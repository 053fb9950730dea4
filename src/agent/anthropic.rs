//! Anthropic Messages API oracle

use async_trait::async_trait;
use reqwest::Client;
use serde::{Deserialize, Serialize};
use std::time::{Duration, Instant};
use tracing::debug;

use super::oracle::DecisionOracle;
use super::parse::{parse_reply, OracleReply};
use super::protocol::{ArbitrationRequest, ARBITRATION_SYSTEM_PROMPT};
use crate::config::OracleConfig;
use crate::error::{GuardError, OracleError, Result};

pub const DEFAULT_ANTHROPIC_API: &str = "https://api.anthropic.com/v1";
const DEFAULT_ANTHROPIC_MODEL: &str = "claude-haiku-4-5-20251001";
const ANTHROPIC_VERSION: &str = "2023-06-01";

#[derive(Debug, Serialize)]
struct MessagesRequest<'a> {
    model: &'a str,
    max_tokens: u32,
    temperature: f32,
    system: &'a str,
    messages: Vec<Message>,
}

#[derive(Debug, Serialize)]
struct Message {
    role: &'static str,
    content: String,
}

#[derive(Debug, Deserialize)]
struct MessagesResponse {
    #[serde(default)]
    content: Vec<ContentBlock>,
}

#[derive(Debug, Deserialize)]
struct ContentBlock {
    #[serde(rename = "type")]
    kind: String,
    #[serde(default)]
    text: Option<String>,
}

pub struct AnthropicOracle {
    id: String,
    http: Client,
    base_url: String,
    api_key: String,
    model: String,
    max_tokens: u32,
    temperature: f32,
}

impl AnthropicOracle {
    pub fn new(config: &OracleConfig, api_key: String) -> Result<Self> {
        let http = Client::builder()
            .timeout(Duration::from_secs(120))
            .build()
            .map_err(|e| GuardError::Internal(format!("failed to build Anthropic client: {}", e)))?;

        Ok(Self {
            id: config.id.clone(),
            http,
            base_url: config
                .base_url
                .as_deref()
                .unwrap_or(DEFAULT_ANTHROPIC_API)
                .trim_end_matches('/')
                .to_string(),
            api_key,
            model: config
                .model
                .clone()
                .unwrap_or_else(|| DEFAULT_ANTHROPIC_MODEL.to_string()),
            max_tokens: config.max_tokens,
            temperature: config.temperature,
        })
    }

    fn unavailable(&self, reason: impl Into<String>) -> OracleError {
        OracleError::Unavailable {
            oracle: self.id.clone(),
            reason: reason.into(),
        }
    }
}

#[async_trait]
impl DecisionOracle for AnthropicOracle {
    fn id(&self) -> &str {
        &self.id
    }

    async fn consult(&self, request: &ArbitrationRequest) -> std::result::Result<OracleReply, OracleError> {
        let started = Instant::now();
        let body = MessagesRequest {
            model: &self.model,
            max_tokens: self.max_tokens,
            temperature: self.temperature,
            system: ARBITRATION_SYSTEM_PROMPT,
            messages: vec![Message {
                role: "user",
                content: request.to_prompt(),
            }],
        };

        let resp = self
            .http
            .post(format!("{}/messages", self.base_url))
            .header("x-api-key", &self.api_key)
            .header("anthropic-version", ANTHROPIC_VERSION)
            .json(&body)
            .send()
            .await
            .map_err(|e| self.unavailable(e.to_string()))?;

        let status = resp.status();
        if !status.is_success() {
            let text = resp.text().await.unwrap_or_default();
            return Err(self.unavailable(format!("status={} body={}", status, text)));
        }

        let parsed: MessagesResponse = resp.json().await.map_err(|e| OracleError::MalformedResponse {
            oracle: self.id.clone(),
            reason: format!("invalid messages payload: {}", e),
        })?;

        let text: String = parsed
            .content
            .iter()
            .filter(|block| block.kind == "text")
            .filter_map(|block| block.text.as_deref())
            .collect::<Vec<_>>()
            .join("\n");

        debug!(
            oracle = %self.id,
            elapsed_ms = started.elapsed().as_millis() as u64,
            chars = text.len(),
            "anthropic reply received"
        );
        parse_reply(&self.id, &text)
    }
}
☆ ☆ ☆ ☆ ☆ ☆ ☆
▶ Task instructions
Restate word for word only the lines running from the beginning of the data to the line holding "use super::oracle::DecisionOracle;", both included.

▶ Solved problem
repository 053fb9950730dea4
filename src/agent/anthropic.rs
//! Anthropic Messages API oracle

use async_trait::async_trait;
use reqwest::Client;
use serde::{Deserialize, Serialize};
use std::time::{Duration, Instant};
use tracing::debug;

use super::oracle::DecisionOracle;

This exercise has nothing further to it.